Generation of Human Induced Pluripotent Stem Cells Using Epigenetic Regulators Reveals a Germ Cell-Like Identity in Partially Reprogrammed Colonies
Figure 6
Addition of other factors and chemical compounds for increasing epigenetic reprogramming efficiency.
(A) The experimental design for increasing reprogramming efficiency in human adult, neonatal and fetal fibroblasts with the use of (1) the additional reprogramming factors, AURKB, PRMT5, SV40, hTERT and/or NANOG, (2) the cell-permeable chemical compounds, AZA and/or VPA, to assist in chromatin remodeling for gene activation and (3) an alternative transfection approach whereby fibroblasts are first nucleofected with SETD7-MO and then transfected with DNMT3B, hTERT and SV40 via a cationic lipid reagent. (B) Brightfield imaging of colonies obtained by nucleofecting neonatal human foreskin fibroblasts (HFF-1) with DNMT3B-GFP/SETD7-MO in the presence of AZA and VPA, which represented the largest number of clones obtained. (C) Gene expression analysis of epigenetic regulators, pluripotency genes and trophoectoderm markers as well as (D) markers of the three germ layers and germ-cell specific genes in HFF-1 cells transfected with different combinations of reprogramming factors and chemicals by microfluidic Quantitative-PCR (Q-PCR) for comparison to fibroblasts similarly nucleofected three times with the Yamanaka factors (OCT4, SOX2, KLF4 and c-MYC).
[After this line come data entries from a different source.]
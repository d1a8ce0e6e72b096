//! Resource planning stage: fetch, validate, fall back, cache.

use std::sync::Arc;
use std::time::Duration;

use serde::{Deserialize, Serialize};
use tracing::{debug, info, warn};

use super::cache::{NoopCache, ResourceCache, cache_key};
use super::series::{ChannelProvenance, HourlyResource, Provenance, ResourceSeries, SeriesStats};
use super::source::{OpenMeteoSource, RawResourceData, ResourceQuery, ResourceSource};
use super::synthetic;
use crate::config::ResourceConfig;
use crate::error::{CacheError, ResourceError};

/// Output of the resource planning stage.
#[derive(Debug, Clone, PartialEq, Serialize, Deserialize)]
pub struct ResourcePlan {
    pub series: ResourceSeries,
    pub stats: SeriesStats,
    pub cache_hit: bool,
    /// Why synthetic data replaced the external source, if it did.
    #[serde(skip_serializing_if = "Option::is_none")]
    pub fallback_reason: Option<String>,
}

impl ResourcePlan {
    fn new(series: ResourceSeries, cache_hit: bool, fallback_reason: Option<String>) -> Self {
        Self {
            stats: series.stats(),
            series,
            cache_hit,
            fallback_reason,
        }
    }
}

/// Obtains hourly resource data for a site, never failing.
pub struct ResourcePlanner {
    source: Option<Box<dyn ResourceSource>>,
    cache: Arc<dyn ResourceCache>,
    cache_ttl: Duration,
}

impl ResourcePlanner {
    /// Creates a planner over an explicit source and cache.
    pub fn new(
        source: Option<Box<dyn ResourceSource>>,
        cache: Arc<dyn ResourceCache>,
        cache_ttl: Duration,
    ) -> Self {
        Self {
            source,
            cache,
            cache_ttl,
        }
    }

    /// A planner that always synthesizes and never caches.
    pub fn offline() -> Self {
        Self::new(None, Arc::new(NoopCache), Duration::ZERO)
    }

    /// Builds the production planner from configuration.
    ///
    /// Uses the Open-Meteo archive unless `offline` is set.
    ///
    /// # Errors
    ///
    /// Returns a `ResourceError` if the HTTP client cannot be constructed.
    pub fn from_config(
        config: &ResourceConfig,
        cache: Arc<dyn ResourceCache>,
    ) -> Result<Self, ResourceError> {
        let source: Option<Box<dyn ResourceSource>> = if config.offline {
            None
        } else {
            Some(Box::new(OpenMeteoSource::new(
                config.api_base_url.clone(),
                Duration::from_secs(config.timeout_secs),
            )?))
        };
        Ok(Self::new(
            source,
            cache,
            Duration::from_secs(config.cache_ttl_hours * 3600),
        ))
    }

    /// Plans resources for `query`.
    ///
    /// Cached series are returned as-is. Otherwise the external source is
    /// tried and any failure falls back to a deterministic synthetic series.
    pub fn plan(&self, query: &ResourceQuery) -> ResourcePlan {
        let key = cache_key(&query.coordinates, &query.range);

        match self.cached(&key) {
            Ok(Some(series)) => {
                info!(%key, "resource series served from cache");
                return ResourcePlan::new(series, true, None);
            }
            Ok(None) => debug!(%key, "resource cache miss"),
            Err(e) => debug!(%key, error = %e, "resource cache unavailable"),
        }

        let fetched = match &self.source {
            Some(source) => source
                .fetch(query)
                .and_then(|raw| assemble(raw, query, source.name())),
            None => Err(ResourceError::Offline),
        };

        match fetched {
            Ok(series) => {
                info!(
                    hours = series.len(),
                    source = %series.source,
                    "resource series fetched"
                );
                if series.provenance.any_api() {
                    if let Err(e) = self.store(&key, &series) {
                        debug!(%key, error = %e, "resource cache write failed");
                    }
                }
                ResourcePlan::new(series, false, None)
            }
            Err(e) => {
                warn!(error = %e, "resource fetch failed, synthesizing series");
                let series = ResourceSeries {
                    coordinates: query.coordinates,
                    range: query.range,
                    provenance: ChannelProvenance::all(Provenance::Synthetic),
                    source: "synthetic".to_string(),
                    records: synthetic::synthesize(&query.coordinates, &query.range),
                };
                ResourcePlan::new(series, false, Some(e.to_string()))
            }
        }
    }

    fn cached(&self, key: &str) -> Result<Option<ResourceSeries>, CacheError> {
        match self.cache.get(key)? {
            Some(raw) => Ok(Some(serde_json::from_str(&raw)?)),
            None => Ok(None),
        }
    }

    fn store(&self, key: &str, series: &ResourceSeries) -> Result<(), CacheError> {
        let raw = serde_json::to_string(series)?;
        self.cache.set(key, &raw, self.cache_ttl)
    }
}

fn is_empty_channel(channel: &Option<Vec<f64>>) -> bool {
    channel
        .as_ref()
        .is_none_or(|values| values.iter().all(|v| *v <= 0.0))
}

/// Merges fetched channels with synthetic ones into a full series.
///
/// Fails when the window does not line up or when neither solar nor wind
/// carries any signal.
fn assemble(
    raw: RawResourceData,
    query: &ResourceQuery,
    source_name: &str,
) -> Result<ResourceSeries, ResourceError> {
    let expected = query.range.hours();
    if raw.timestamps.len() != expected {
        return Err(ResourceError::Malformed(format!(
            "expected {expected} hourly records, got {}",
            raw.timestamps.len()
        )));
    }
    for (name, channel) in [
        ("irradiance", &raw.irradiance_w_m2),
        ("wind speed", &raw.wind_speed_m_s),
        ("temperature", &raw.temperature_c),
    ] {
        if let Some(values) = channel
            && values.len() != expected
        {
            return Err(ResourceError::Malformed(format!(
                "{name} channel has {} values for {expected} hours",
                values.len()
            )));
        }
    }
    if is_empty_channel(&raw.irradiance_w_m2) && is_empty_channel(&raw.wind_speed_m_s) {
        return Err(ResourceError::EmptyChannels);
    }

    let fallback = synthetic::synthesize(&query.coordinates, &query.range);
    let pick = |channel: &Option<Vec<f64>>| match channel {
        Some(_) => Provenance::Api,
        None => Provenance::Synthetic,
    };
    let provenance = ChannelProvenance {
        solar: pick(&raw.irradiance_w_m2),
        wind: pick(&raw.wind_speed_m_s),
        hydro: Provenance::Synthetic,
        temperature: pick(&raw.temperature_c),
    };

    let records = raw
        .timestamps
        .iter()
        .zip(&fallback)
        .enumerate()
        .map(|(i, (timestamp, synth))| HourlyResource {
            timestamp: *timestamp,
            irradiance_w_m2: raw
                .irradiance_w_m2
                .as_ref()
                .map_or(synth.irradiance_w_m2, |v| v[i].max(0.0)),
            wind_speed_m_s: raw
                .wind_speed_m_s
                .as_ref()
                .map_or(synth.wind_speed_m_s, |v| v[i].max(0.0)),
            hydro_availability: synth.hydro_availability,
            temperature_c: raw
                .temperature_c
                .as_ref()
                .map_or(synth.temperature_c, |v| v[i]),
        })
        .collect();

    Ok(ResourceSeries {
        coordinates: query.coordinates,
        range: query.range,
        provenance,
        source: source_name.to_string(),
        records,
    })
}
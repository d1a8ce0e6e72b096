//! Per-stage outcomes and error records.

use std::fmt;

use serde::{Deserialize, Serialize};

use crate::error::StageError;

/// The five computation stages.
#[derive(Debug, Clone, Copy, PartialEq, Eq, Serialize, Deserialize)]
#[serde(rename_all = "snake_case")]
pub enum Stage {
    Planner,
    Optimizer,
    Pue,
    Financial,
    Sensitivity,
}

impl fmt::Display for Stage {
    fn fmt(&self, f: &mut fmt::Formatter<'_>) -> fmt::Result {
        f.write_str(match self {
            Self::Planner => "planner",
            Self::Optimizer => "optimizer",
            Self::Pue => "pue",
            Self::Financial => "financial",
            Self::Sensitivity => "sensitivity",
        })
    }
}

/// Result of one stage, tagged by `status`.
#[derive(Debug, Clone, PartialEq, Serialize, Deserialize)]
#[serde(tag = "status", rename_all = "snake_case")]
pub enum StageOutcome<T> {
    Success {
        payload: T,
        elapsed_ms: f64,
        #[serde(default, skip_serializing_if = "Vec::is_empty")]
        caveats: Vec<String>,
    },
    Failed {
        error: String,
        recoverable: bool,
        elapsed_ms: f64,
    },
    Skipped {
        reason: String,
    },
}

impl<T> StageOutcome<T> {
    pub fn success(payload: T, elapsed_ms: f64, caveats: Vec<String>) -> Self {
        Self::Success {
            payload,
            elapsed_ms,
            caveats,
        }
    }

    pub fn failed(error: &StageError, elapsed_ms: f64) -> Self {
        Self::Failed {
            error: error.to_string(),
            recoverable: error.is_recoverable(),
            elapsed_ms,
        }
    }

    pub fn skipped(reason: impl Into<String>) -> Self {
        Self::Skipped {
            reason: reason.into(),
        }
    }

    /// The payload of a successful stage.
    pub fn payload(&self) -> Option<&T> {
        match self {
            Self::Success { payload, .. } => Some(payload),
            _ => None,
        }
    }

    pub fn is_success(&self) -> bool {
        matches!(self, Self::Success { .. })
    }

    pub fn is_skipped(&self) -> bool {
        matches!(self, Self::Skipped { .. })
    }

    /// Short status word for reports.
    pub fn status(&self) -> &'static str {
        match self {
            Self::Success { .. } => "success",
            Self::Failed { .. } => "failed",
            Self::Skipped { .. } => "skipped",
        }
    }
}

/// One entry in the result's error list.
#[derive(Debug, Clone, PartialEq, Serialize, Deserialize)]
pub struct ErrorRecord {
    pub stage: Stage,
    pub message: String,
    pub recoverable: bool,
}

impl ErrorRecord {
    pub fn new(stage: Stage, error: &StageError) -> Self {
        Self {
            stage,
            message: error.to_string(),
            recoverable: error.is_recoverable(),
        }
    }
}

impl fmt::Display for ErrorRecord {
    fn fmt(&self, f: &mut fmt::Formatter<'_>) -> fmt::Result {
        let kind = if self.recoverable { "recoverable" } else { "fatal" };
        write!(f, "[{}] {kind}: {}", self.stage, self.message)
    }
}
Note the lack or negligible expression of trophoectoderm and germ layer markers, but high levels of early and mid germ cell-specific genes in HFF-1 colonies not observed in conventionally generated hiSPCs. Grey squares indicate no expression, whereas blue, white and red squares correspond to low, medium and high expression, respectively.